THE LONELY BED

After several years of marriage to Michele, I remain mystified by two things: 1) what in the world are all those bottles she has in the shower? and 2) When it’s time to pay the monthly bills, her behavior changes. It’s like a chameleon changing colors or the vampire growing fangs as the moon comes out. It’s the issue of bills that I will concentrate on here.

Let me begin by saying that Michele is the bill payer in our family. I’ve paid a total of zero bills. Wait, that’s not entirely correct. Years ago, I did pay a cable bill because I didn’t want her to see that I purchased a pay-per-view of Big Busted Secretaries Mud Wrestling in Fishnets, but that was the only time.

After years of intent observation, I have developed what I call the ‘Bed/Bill’ theory. Simply put, the time the bill payer in the family goes to bed is in direct proportion to the amount of money you have in the bank.

Below is what I’ve drawn up for us. It’s all based on the time I go to bed, which is 7:30PM. Keep in mind, your chart may look considerably different and this should be used only as a guideline.

If Michele comes to bed with me at:

7:30PM: This has never happened. Who am I kidding?

9:00PM: Probably two or three minor bills need to be paid. No reason to panic.

10:00PM: She’s struggling to pay at least five bills and checking the various accounts to see where she can do some creative shifting.

12:00AM: We’re in dangerous waters now. The bills are spread out all over the floor and the grunting is getting louder. The empty wine bottles are piling up in the garbage can.

3:00AM: I shoot out of bed and throw back the curtains looking for the bad men from the bank to come walking up the steps with hand trucks to haul us away. Then, I breathe a sigh of relief, realizing that the bad men from the bank don’t take possession of anything, except maybe a coffee cup, one minute before nine in the morning.

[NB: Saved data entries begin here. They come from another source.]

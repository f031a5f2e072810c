//! Corpus statistics overview.
//!
//! Renders a quick per-tenant summary of what's indexed: document, chunk,
//! page, and character totals plus failed uploads. Used by `cqa stats` to
//! give confidence that ingestion is working as expected.

use crate::engine::CorpusStats;

/// Render the stats summary for printing.
pub fn render_stats(tenant_id: &str, stats: &CorpusStats) -> String {
    let mut out = String::new();
    out.push_str("Corpus QA — Corpus Stats\n");
    out.push_str("========================\n\n");
    out.push_str(&format!("  Tenant:      {}\n\n", tenant_id));
    out.push_str(&format!("  Documents:   {}\n", stats.documents));
    out.push_str(&format!("  Chunks:      {}\n", stats.chunks));
    out.push_str(&format!("  Pages:       {}\n", stats.total_pages));
    out.push_str(&format!(
        "  Characters:  {}\n",
        format_count(stats.total_chars)
    ));
    if stats.failed_documents > 0 {
        out.push_str(&format!(
            "  Failed:      {} (re-upload to retry)\n",
            stats.failed_documents
        ));
    }
    out
}

/// Format a large count with thousands separators.
fn format_count(n: i64) -> String {
    let digits: Vec<char> = n.to_string().chars().rev().collect();
    let mut out = String::new();
    for (i, c) in digits.iter().enumerate() {
        if i > 0 && i % 3 == 0 && c.is_ascii_digit() {
            out.push(',');
        }
        out.push(*c);
    }
    out.chars().rev().collect()
}

#[cfg(test)]
mod tests {
    use super::*;

    #[test]
    fn format_count_groups_thousands() {
        assert_eq!(format_count(0), "0");
        assert_eq!(format_count(999), "999");
        assert_eq!(format_count(1000), "1,000");
        assert_eq!(format_count(1234567), "1,234,567");
    }

    #[test]
    fn render_mentions_failures_only_when_present() {
        let clean = CorpusStats {
            documents: 2,
            failed_documents: 0,
            chunks: 10,
            total_pages: 6,
            total_chars: 5000,
        };
        let rendered = render_stats("acme", &clean);
        assert!(rendered.contains("acme"));
        assert!(!rendered.contains("Failed"));

        let with_failures = CorpusStats {
            failed_documents: 1,
            ..clean
        };
        assert!(render_stats("acme", &with_failures).contains("Failed"));
    }
}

Don’t always rely on facial expressions of the bill payer as a mood determinant. Some are very slick and really tough to crack. However, there are ways to tell when particular bills are delinquent. For instance, if my wife has one of our cats on his back, each leg strapped to a different corner of the kitchen table, trying to insert a rectal thermometer, then we must be in red with the vet. Also, when she hears me firing up the electric pencil sharpener during this critical bill paying period, she’ll race in, make a nosedive for the plug and yank it from the outlet. When this occurs, by my deductions, we must owe the utility company. By the way, is it just me or has it ever crossed your mind that with any utility company, there’s a persnickety, old man just sitting by a switch, snickering and salivating, waiting for the stroke of midnight of the day your bill is due and delights to the point of orgasm in flicking that switch, rendering your entire house dark…and cold?

I’ve confronted Michele on my ‘Bed/Bill’ theory and she looks at me like I’m crazy. Yeah, right. Like I’m the one who has twenty-four bottles of conditioners, lotions and exfoliating creams in the shower. But, I’m the nutjob. Sure.

Anyway, try putting my ‘Bed/Bill’ theory to work for you. I think you will find more than a kernel of truth in it. Please remember that family bill payers can become very temperamental, emotional and fragile at that certain time of the month. Treat them with kid gloves, don’t startle them or make any sudden movements and, whatever you do, wait until the crisis passes before sharpening any pencils.